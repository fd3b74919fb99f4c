//! Episode listing aggregation over the scrape target.
//!
//! Walks the paginated release API, fans each episode out to link
//! extraction (and, when configured, direct-link resolution) and stitches the
//! results back together ordered by episode number.

use crate::clients::ScrapeError;
use crate::clients::pahe::{PaheClient, ReleasePage, ReleaseStub, proxied_snapshot_url};
use crate::models::anime::AnimeLinks;
use crate::models::episode::{EpisodeLinks, EpisodeListing, EpisodePage, EpisodeRecord, Pagination};
use crate::services::direct_links::{DirectLinkSource, backfill};
use futures::{StreamExt, stream};
use std::collections::HashSet;
use std::sync::Arc;
use tracing::{debug, info, warn};

pub struct CatalogService {
    pahe: PaheClient,
    direct_links: Option<Arc<dyn DirectLinkSource>>,
    stale_hosts: Vec<String>,
    concurrency: usize,
    page_size: u32,
}

impl CatalogService {
    #[must_use]
    pub fn new(pahe: PaheClient, concurrency: usize, page_size: u32) -> Self {
        Self {
            pahe,
            direct_links: None,
            stale_hosts: Vec::new(),
            concurrency: concurrency.max(1),
            page_size: page_size.max(1),
        }
    }

    /// Resolves direct URLs for every listed episode using `source`.
    #[must_use]
    pub fn with_direct_links(
        mut self,
        source: Arc<dyn DirectLinkSource>,
        stale_hosts: Vec<String>,
    ) -> Self {
        self.direct_links = Some(source);
        self.stale_hosts = stale_hosts;
        self
    }

    #[must_use]
    pub const fn pahe(&self) -> &PaheClient {
        &self.pahe
    }

    /// Listing page that holds the given episode number.
    #[must_use]
    #[allow(clippy::cast_possible_truncation, clippy::cast_sign_loss)]
    pub fn page_for_episode(&self, episode_number: f64) -> u32 {
        let page = (episode_number / f64::from(self.page_size)).ceil();
        if page.is_finite() && page >= 1.0 {
            page as u32
        } else {
            1
        }
    }

    async fn assemble_episode(&self, anime_session: &str, stub: ReleaseStub) -> EpisodeRecord {
        let links = match self.pahe.episode_links(anime_session, &stub.session).await {
            Ok(extracted) => EpisodeLinks {
                kwik: extracted.kwik,
                pahe: extracted.pahe,
            },
            Err(e) => {
                warn!(
                    session = %anime_session,
                    episode = stub.episode,
                    "Episode links unavailable, returning empty stub: {e}"
                );
                EpisodeLinks::default()
            }
        };

        let record = EpisodeRecord {
            episode: stub.episode,
            duration: stub.duration,
            session: stub.session,
            snapshot: proxied_snapshot_url(&stub.snapshot),
            links,
        };

        match &self.direct_links {
            Some(source) => backfill(source, anime_session, record, &self.stale_hosts).await.0,
            None => record,
        }
    }

    async fn assemble_page(
        &self,
        anime_session: &str,
        page: u32,
        release: ReleasePage,
    ) -> EpisodePage {
        let mut episodes: Vec<EpisodeRecord> = stream::iter(release.data)
            .map(|stub| self.assemble_episode(anime_session, stub))
            .buffered(self.concurrency)
            .collect()
            .await;
        episodes.sort_by(|a, b| a.episode.total_cmp(&b.episode));

        EpisodePage {
            pagination: Pagination {
                current_page: page,
                last_page: release.last_page,
                total: release.total,
                has_next: release.current_page < release.last_page,
                has_prev: page > 1,
            },
            episodes,
        }
    }

    /// One page of episodes with their links.
    ///
    /// # Errors
    ///
    /// Fails only when the listing page itself cannot be fetched; individual
    /// episodes degrade to empty links.
    pub async fn episode_page(
        &self,
        anime_session: &str,
        page: u32,
    ) -> Result<EpisodePage, ScrapeError> {
        let release = self.pahe.release_page(anime_session, page).await?;
        Ok(self.assemble_page(anime_session, page, release).await)
    }

    async fn collect_from(
        &self,
        anime_session: &str,
        first: ReleasePage,
    ) -> Result<Vec<EpisodeRecord>, ScrapeError> {
        let last_page = first.last_page;
        let mut episodes = self.assemble_page(anime_session, 1, first).await.episodes;

        for page in 2..=last_page {
            debug!(session = %anime_session, page, last_page, "Fetching listing page");
            episodes.extend(self.episode_page(anime_session, page).await?.episodes);
        }

        let mut seen = HashSet::new();
        episodes.retain(|e| seen.insert(e.session.clone()));
        Ok(episodes)
    }

    /// Every episode across all listing pages, without duplicate sessions.
    ///
    /// # Errors
    ///
    /// Fails when any listing page cannot be fetched.
    pub async fn all_episodes(&self, anime_session: &str) -> Result<Vec<EpisodeRecord>, ScrapeError> {
        let first = self.pahe.release_page(anime_session, 1).await?;
        self.collect_from(anime_session, first).await
    }

    /// Decides how a catalog entry keeps its episodes.
    ///
    /// Above `threshold` total episodes only the count is returned; the
    /// episodes themselves are resolved live on each read.
    ///
    /// # Errors
    ///
    /// Fails when the listing cannot be fetched.
    pub async fn listing(
        &self,
        anime_session: &str,
        threshold: u32,
    ) -> Result<EpisodeListing, ScrapeError> {
        let first = self.pahe.release_page(anime_session, 1).await?;
        if first.total > threshold {
            info!(
                session = %anime_session,
                total = first.total,
                threshold,
                "Episode count above threshold, serving episodes live"
            );
            return Ok(EpisodeListing::Live { total: first.total });
        }

        Ok(EpisodeListing::Stored(
            self.collect_from(anime_session, first).await?,
        ))
    }

    /// Cross-reference id plus one page of episodes.
    ///
    /// # Errors
    ///
    /// [`ScrapeError::CrossReferenceMissing`] when the anime page carries no id.
    pub async fn anime_links(&self, anime_session: &str, page: u32) -> Result<AnimeLinks, ScrapeError> {
        let (cross_ref, episodes) = tokio::join!(
            self.pahe.cross_reference_id(anime_session),
            self.episode_page(anime_session, page)
        );

        let mal_id =
            cross_ref?.ok_or_else(|| ScrapeError::CrossReferenceMissing(anime_session.to_string()))?;

        Ok(AnimeLinks {
            mal_id: mal_id.to_string(),
            page: episodes?,
        })
    }

    /// Searches the scrape target for `title` and returns the first hit whose
    /// anime page points back at `mal_id`.
    ///
    /// # Errors
    ///
    /// Fails when the search itself fails; unreachable candidates are skipped.
    pub async fn find_matching(&self, mal_id: i64, title: &str) -> Result<Option<String>, ScrapeError> {
        let results = self.pahe.search(title).await?;

        for hit in results.data {
            match self.pahe.cross_reference_id(&hit.session).await {
                Ok(Some(id)) if id == mal_id => {
                    debug!(mal_id, session = %hit.session, "Matched catalog entry");
                    return Ok(Some(hit.session));
                }
                Ok(_) => {}
                Err(e) => debug!(session = %hit.session, "Skipping candidate: {e}"),
            }
        }

        Ok(None)
    }
}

**********

* _Task instructions_:
Output each of the records exactly as it stands above.

* _Solution for this problem_:
repository fd3b74919fb99f4c
//! Episode listing aggregation over the scrape target.
//!
//! Walks the paginated release API, fans each episode out to link
//! extraction (and, when configured, direct-link resolution) and stitches the
//! results back together ordered by episode number.

use crate::clients::ScrapeError;
use crate::clients::pahe::{PaheClient, ReleasePage, ReleaseStub, proxied_snapshot_url};
use crate::models::anime::AnimeLinks;
use crate::models::episode::{EpisodeLinks, EpisodeListing, EpisodePage, EpisodeRecord, Pagination};
use crate::services::direct_links::{DirectLinkSource, backfill};
use futures::{StreamExt, stream};
use std::collections::HashSet;
use std::sync::Arc;
use tracing::{debug, info, warn};

pub struct CatalogService {
    pahe: PaheClient,
    direct_links: Option<Arc<dyn DirectLinkSource>>,
    stale_hosts: Vec<String>,
    concurrency: usize,
    page_size: u32,
}

impl CatalogService {
    #[must_use]
    pub fn new(pahe: PaheClient, concurrency: usize, page_size: u32) -> Self {
        Self {
            pahe,
            direct_links: None,
            stale_hosts: Vec::new(),
            concurrency: concurrency.max(1),
            page_size: page_size.max(1),
        }
    }

    /// Resolves direct URLs for every listed episode using `source`.
    #[must_use]
    pub fn with_direct_links(
        mut self,
        source: Arc<dyn DirectLinkSource>,
        stale_hosts: Vec<String>,
    ) -> Self {
        self.direct_links = Some(source);
        self.stale_hosts = stale_hosts;
        self
    }

    #[must_use]
    pub const fn pahe(&self) -> &PaheClient {
        &self.pahe
    }

    /// Listing page that holds the given episode number.
    #[must_use]
    #[allow(clippy::cast_possible_truncation, clippy::cast_sign_loss)]
    pub fn page_for_episode(&self, episode_number: f64) -> u32 {
        let page = (episode_number / f64::from(self.page_size)).ceil();
        if page.is_finite() && page >= 1.0 {
            page as u32
        } else {
            1
        }
    }

    async fn assemble_episode(&self, anime_session: &str, stub: ReleaseStub) -> EpisodeRecord {
        let links = match self.pahe.episode_links(anime_session, &stub.session).await {
            Ok(extracted) => EpisodeLinks {
                kwik: extracted.kwik,
                pahe: extracted.pahe,
            },
            Err(e) => {
                warn!(
                    session = %anime_session,
                    episode = stub.episode,
                    "Episode links unavailable, returning empty stub: {e}"
                );
                EpisodeLinks::default()
            }
        };

        let record = EpisodeRecord {
            episode: stub.episode,
            duration: stub.duration,
            session: stub.session,
            snapshot: proxied_snapshot_url(&stub.snapshot),
            links,
        };

        match &self.direct_links {
            Some(source) => backfill(source, anime_session, record, &self.stale_hosts).await.0,
            None => record,
        }
    }

    async fn assemble_page(
        &self,
        anime_session: &str,
        page: u32,
        release: ReleasePage,
    ) -> EpisodePage {
        let mut episodes: Vec<EpisodeRecord> = stream::iter(release.data)
            .map(|stub| self.assemble_episode(anime_session, stub))
            .buffered(self.concurrency)
            .collect()
            .await;
        episodes.sort_by(|a, b| a.episode.total_cmp(&b.episode));

        EpisodePage {
            pagination: Pagination {
                current_page: page,
                last_page: release.last_page,
                total: release.total,
                has_next: release.current_page < release.last_page,
                has_prev: page > 1,
            },
            episodes,
        }
    }

    /// One page of episodes with their links.
    ///
    /// # Errors
    ///
    /// Fails only when the listing page itself cannot be fetched; individual
    /// episodes degrade to empty links.
    pub async fn episode_page(
        &self,
        anime_session: &str,
        page: u32,
    ) -> Result<EpisodePage, ScrapeError> {
        let release = self.pahe.release_page(anime_session, page).await?;
        Ok(self.assemble_page(anime_session, page, release).await)
    }

    async fn collect_from(
        &self,
        anime_session: &str,
        first: ReleasePage,
    ) -> Result<Vec<EpisodeRecord>, ScrapeError> {
        let last_page = first.last_page;
        let mut episodes = self.assemble_page(anime_session, 1, first).await.episodes;

        for page in 2..=last_page {
            debug!(session = %anime_session, page, last_page, "Fetching listing page");
            episodes.extend(self.episode_page(anime_session, page).await?.episodes);
        }

        let mut seen = HashSet::new();
        episodes.retain(|e| seen.insert(e.session.clone()));
        Ok(episodes)
    }

    /// Every episode across all listing pages, without duplicate sessions.
    ///
    /// # Errors
    ///
    /// Fails when any listing page cannot be fetched.
    pub async fn all_episodes(&self, anime_session: &str) -> Result<Vec<EpisodeRecord>, ScrapeError> {
        let first = self.pahe.release_page(anime_session, 1).await?;
        self.collect_from(anime_session, first).await
    }

    /// Decides how a catalog entry keeps its episodes.
    ///
    /// Above `threshold` total episodes only the count is returned; the
    /// episodes themselves are resolved live on each read.
    ///
    /// # Errors
    ///
    /// Fails when the listing cannot be fetched.
    pub async fn listing(
        &self,
        anime_session: &str,
        threshold: u32,
    ) -> Result<EpisodeListing, ScrapeError> {
        let first = self.pahe.release_page(anime_session, 1).await?;
        if first.total > threshold {
            info!(
                session = %anime_session,
                total = first.total,
                threshold,
                "Episode count above threshold, serving episodes live"
            );
            return Ok(EpisodeListing::Live { total: first.total });
        }

        Ok(EpisodeListing::Stored(
            self.collect_from(anime_session, first).await?,
        ))
    }

    /// Cross-reference id plus one page of episodes.
    ///
    /// # Errors
    ///
    /// [`ScrapeError::CrossReferenceMissing`] when the anime page carries no id.
    pub async fn anime_links(&self, anime_session: &str, page: u32) -> Result<AnimeLinks, ScrapeError> {
        let (cross_ref, episodes) = tokio::join!(
            self.pahe.cross_reference_id(anime_session),
            self.episode_page(anime_session, page)
        );

        let mal_id =
            cross_ref?.ok_or_else(|| ScrapeError::CrossReferenceMissing(anime_session.to_string()))?;

        Ok(AnimeLinks {
            mal_id: mal_id.to_string(),
            page: episodes?,
        })
    }

    /// Searches the scrape target for `title` and returns the first hit whose
    /// anime page points back at `mal_id`.
    ///
    /// # Errors
    ///
    /// Fails when the search itself fails; unreachable candidates are skipped.
    pub async fn find_matching(&self, mal_id: i64, title: &str) -> Result<Option<String>, ScrapeError> {
        let results = self.pahe.search(title).await?;

        for hit in results.data {
            match self.pahe.cross_reference_id(&hit.session).await {
                Ok(Some(id)) if id == mal_id => {
                    debug!(mal_id, session = %hit.session, "Matched catalog entry");
                    return Ok(Some(hit.session));
                }
                Ok(_) => {}
                Err(e) => debug!(session = %hit.session, "Skipping candidate: {e}"),
            }
        }

        Ok(None)
    }
}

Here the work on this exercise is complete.